Jade Cargill's Championship Celebration Cake: A Review
Hello, friends. You may have heard this already, but I’m a month in on a new endeavor with former Fanfyte contributor Joseph Anthony Montecillo called BIG EGG. It’s a wrestling project, where the two of us write essays and talk about the best wrestling has to offer, most of which I have not seen because I like wrestling at its worst.
So far we’ve done Austin/Hart from WrestleMania 13, a Sangre Chicana/Perro Aguayo hair match, Samoa Joe/Bryan Danielson for the ROH Championship, and an hour long broadway between Antonio Inoki and Billy Robinson. I would have said something earlier, but I was ✨depressed✨. Thanks for sticking with me!
There are many versions of Chekhov’s gun in professional wrestling If you see a table, it’s going to break. If you see a guy fiddling with his jock, he’s carrying brass knucks. The most time honored of these is the cake.

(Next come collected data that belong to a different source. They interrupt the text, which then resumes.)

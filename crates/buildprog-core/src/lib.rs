//! buildprog-core - Build and flash orchestration for nRF5340 Audio DK fleets
//!
//! This crate turns a set of validated run options and a bench inventory into
//! builds and programming passes across every attached development kit. It
//! never spawns a process itself: the build tool, the probe enumeration and
//! the programmer are reached through the [`Builder`](build::Builder),
//! [`ProbeScanner`](fleet::ProbeScanner) and
//! [`FleetProgrammer`](fleet::FleetProgrammer) traits.
//!
//! # Data flow
//!
//! ```text
//! RawOptions --resolve--> RunOptions
//!                              │
//! inventory + probes --merge--> [DeviceRecord]
//!                              │
//!                 Orchestrator::run
//!          ┌───────────────────┼───────────────────┐
//!      reboot only     build (west, serial)    program (hex lookup,
//!                                               FleetProgrammer)
//!                              │
//!                       report::render
//! ```
//!
//! # Features
//!
//! - `clap` - Derive `clap::ValueEnum` on the selectable option enums

#![warn(missing_docs)]
#![warn(rust_2018_idioms)]

pub mod artifact;
pub mod build;
pub mod device;
pub mod error;
pub mod fleet;
pub mod inventory;
pub mod options;
pub mod report;
pub mod workspace;

pub use device::{Channel, DeviceRecord, SelectFlags};
pub use error::{Error, Result};
pub use fleet::{FleetProgrammer, Orchestrator, ProbeScanner, RunSummary};
pub use options::{RawOptions, RunOptions};
pub use workspace::Workspace;
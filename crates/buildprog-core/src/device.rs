//! Per-board run state

use crate::options::{Controller, Core, DeviceRole, RunOptions};
use serde::{Deserialize, Serialize};
use std::fmt;
use std::path::PathBuf;

/// Status of one action on one board
///
/// Legal transitions are `Tbd -> Done`, `Tbd -> Fail` and, through a
/// recovery retry only, `Fail -> Done`.
#[derive(Debug, Clone, Copy, PartialEq, Eq)]
pub enum SelectFlags {
    /// Not part of this run
    Not,
    /// Selected, pending
    Tbd,
    /// Succeeded
    Done,
    /// Failed
    Fail,
}

impl SelectFlags {
    /// Report label
    pub fn as_str(self) -> &'static str {
        match self {
            Self::Not => "Not selected",
            Self::Tbd => "Selected TBD",
            Self::Done => "Selected done",
            Self::Fail => "Selected ERR",
        }
    }

    /// Record the outcome of a pending action. Other states are left alone.
    pub fn complete(&mut self, ok: bool) {
        if *self == Self::Tbd {
            *self = if ok { Self::Done } else { Self::Fail };
        }
    }

    /// Record the outcome of a retry after recovery. Only `Fail` can change.
    pub fn recover(&mut self, ok: bool) {
        if *self == Self::Fail && ok {
            *self = Self::Done;
        }
    }
}

impl fmt::Display for SelectFlags {
    fn fmt(&self, f: &mut fmt::Formatter<'_>) -> fmt::Result {
        f.write_str(self.as_str())
    }
}

/// Stereo channel a headset is assigned to
#[derive(Debug, Clone, Copy, PartialEq, Eq, Serialize, Deserialize)]
pub enum Channel {
    /// Left channel
    #[serde(rename = "left", alias = "Left")]
    Left,
    /// Right channel
    #[serde(rename = "right", alias = "Right")]
    Right,
    /// No channel (gateways)
    #[serde(rename = "NA", alias = "na")]
    NotApplicable,
}

impl Channel {
    /// Inventory spelling
    pub fn as_str(self) -> &'static str {
        match self {
            Self::Left => "left",
            Self::Right => "right",
            Self::NotApplicable => "NA",
        }
    }
}

/// One development kit from the inventory, with its state for this run
#[derive(Debug, Clone, PartialEq, Eq)]
pub struct DeviceRecord {
    /// Debug probe serial number
    pub serial: u64,
    /// Stereo channel
    pub channel: Channel,
    /// Role the board is flashed for
    pub role: DeviceRole,
    /// Probe currently attached
    pub connected: bool,
    /// Reboot-only status
    pub only_reboot: SelectFlags,
    /// Application core programming status
    pub core_app: SelectFlags,
    /// Network core programming status
    pub core_net: SelectFlags,
    /// Application core image
    pub hex_path_app: Option<PathBuf>,
    /// Network core image
    pub hex_path_net: Option<PathBuf>,
    /// Recover the board if programming fails
    pub recover_on_fail: bool,
    /// Controller variant of the images
    pub controller: Controller,
}

impl DeviceRecord {
    /// Create the run state of an inventory board
    pub fn new(
        serial: u64,
        channel: Channel,
        role: DeviceRole,
        connected: bool,
        options: &RunOptions,
    ) -> Self {
        let selected = options.has_role(role);
        let only_reboot = if options.only_reboot && selected {
            SelectFlags::Tbd
        } else {
            SelectFlags::Not
        };

        let status = |core: Core| {
            if options.only_reboot || !connected || !selected || !options.has_core(core) {
                SelectFlags::Not
            } else {
                SelectFlags::Tbd
            }
        };

        Self {
            serial,
            channel,
            role,
            connected,
            only_reboot,
            core_app: status(Core::App),
            core_net: status(Core::Net),
            hex_path_app: None,
            hex_path_net: None,
            recover_on_fail: options.recover_on_fail,
            controller: options.controller,
        }
    }

    /// Programming status of a core
    pub fn core_status(&self, core: Core) -> SelectFlags {
        match core {
            Core::App => self.core_app,
            Core::Net => self.core_net,
        }
    }

    /// Mutable programming status of a core
    pub fn core_status_mut(&mut self, core: Core) -> &mut SelectFlags {
        match core {
            Core::App => &mut self.core_app,
            Core::Net => &mut self.core_net,
        }
    }
}

impl fmt::Display for DeviceRecord {
    fn fmt(&self, f: &mut fmt::Formatter<'_>) -> fmt::Result {
        write!(f, "{} {} {}", self.serial, self.role, self.channel.as_str())
    }
}
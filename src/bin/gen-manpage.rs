//! Writes the buildprog(1) man page
//!
//! `gen-manpage [DIR]` renders into `DIR/buildprog.1` (default `man/`);
//! `gen-manpage -` prints the page to stdout.

use clap::CommandFactory;
use std::io::{self, Write};
use std::path::Path;

#[allow(dead_code)]
#[path = "../cli.rs"]
mod cli;

const PAGE: &str = "buildprog.1";

fn render() -> io::Result<Vec<u8>> {
    let mut page = Vec::new();
    clap_mangen::Man::new(cli::Cli::command()).render(&mut page)?;
    Ok(page)
}

fn main() -> io::Result<()> {
    let target = std::env::args().nth(1).unwrap_or_else(|| "man".to_string());
    let page = render()?;

    if target == "-" {
        return io::stdout().write_all(&page);
    }

    let dir = Path::new(&target);
    std::fs::create_dir_all(dir)?;
    let path = dir.join(PAGE);
    std::fs::write(&path, page)?;
    eprintln!("wrote {}", path.display());
    Ok(())
}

I find myself wondering why cake is the preferred dessert of professional wrestling often enough to be embarrassed by it. The funniest dessert is pie. Everybody knows their power. But you don’t really see pies at a catered event or party, those are the providence of cake, which can be made as large as necessary. You can feed a room with a sheet cake or you can smush someone’s face into it, and wrestling seems to inherently get this at wrestling weddings. Everybody who attends will get a slice, at least in the hypothetical version of wrestling in which the cake survives the segment. It never should.
This is doctrine. So when Jade Cargill came out to celebrate her win over Nyla Rose, I was interested, even if none of Jade’s wins feel special anymore, if they ever did.
This cake sucks. I would be upset with this cake were it mine, but it is not — that mf would be massive if it came out of my oven, and the decoration would be better. This is a television cake, a wrestling cake, and I like ‘em ornate. Forget whatever that top decoration and do a gradient crumb coat, you slacker.
Part of the reason I am so stricken by this cake is that it’s a red velvet. I’m not a huge fan, but the towering ones can be quite pretty. Impressive, even. Also, it would be fun so see someone’s face mushed into a red velvet cake. A crimson mask! Alas, there is nothing there for a face to ruin — the table is swallowing it up because the spread, which was really just the cake and some balloons was so scant. Just this cake! How rude!
But still, divine wrestling law demands that cake be given a sacrifice, and on this occasion, none was offered. Instead, Bow Wow cut a little promo on Jade, who was stricken by the man’s unfinished garage, but not by somebody taking the opportunity to do some confectionary propwork. When Jade and the Baddies left the ring, that sad cake was left on the table, all alone. A symbol gesturing towards nothing, like Tom Green’s bum without the Swedish.
Pros
Desperately has me hoping that red velvet cake becomes Red Velvet’s call for violence, like Steve Austin sending The Rock “316” on his beeper.
The cake had more charisma than Bow Wow.
Cons
Where the fuck is the cake budget?
It’s such a downer of a cake that you can’t even call it “Publix-ass,” which is something you shouldn’t do in the first place because baking is hard, especially at that scale!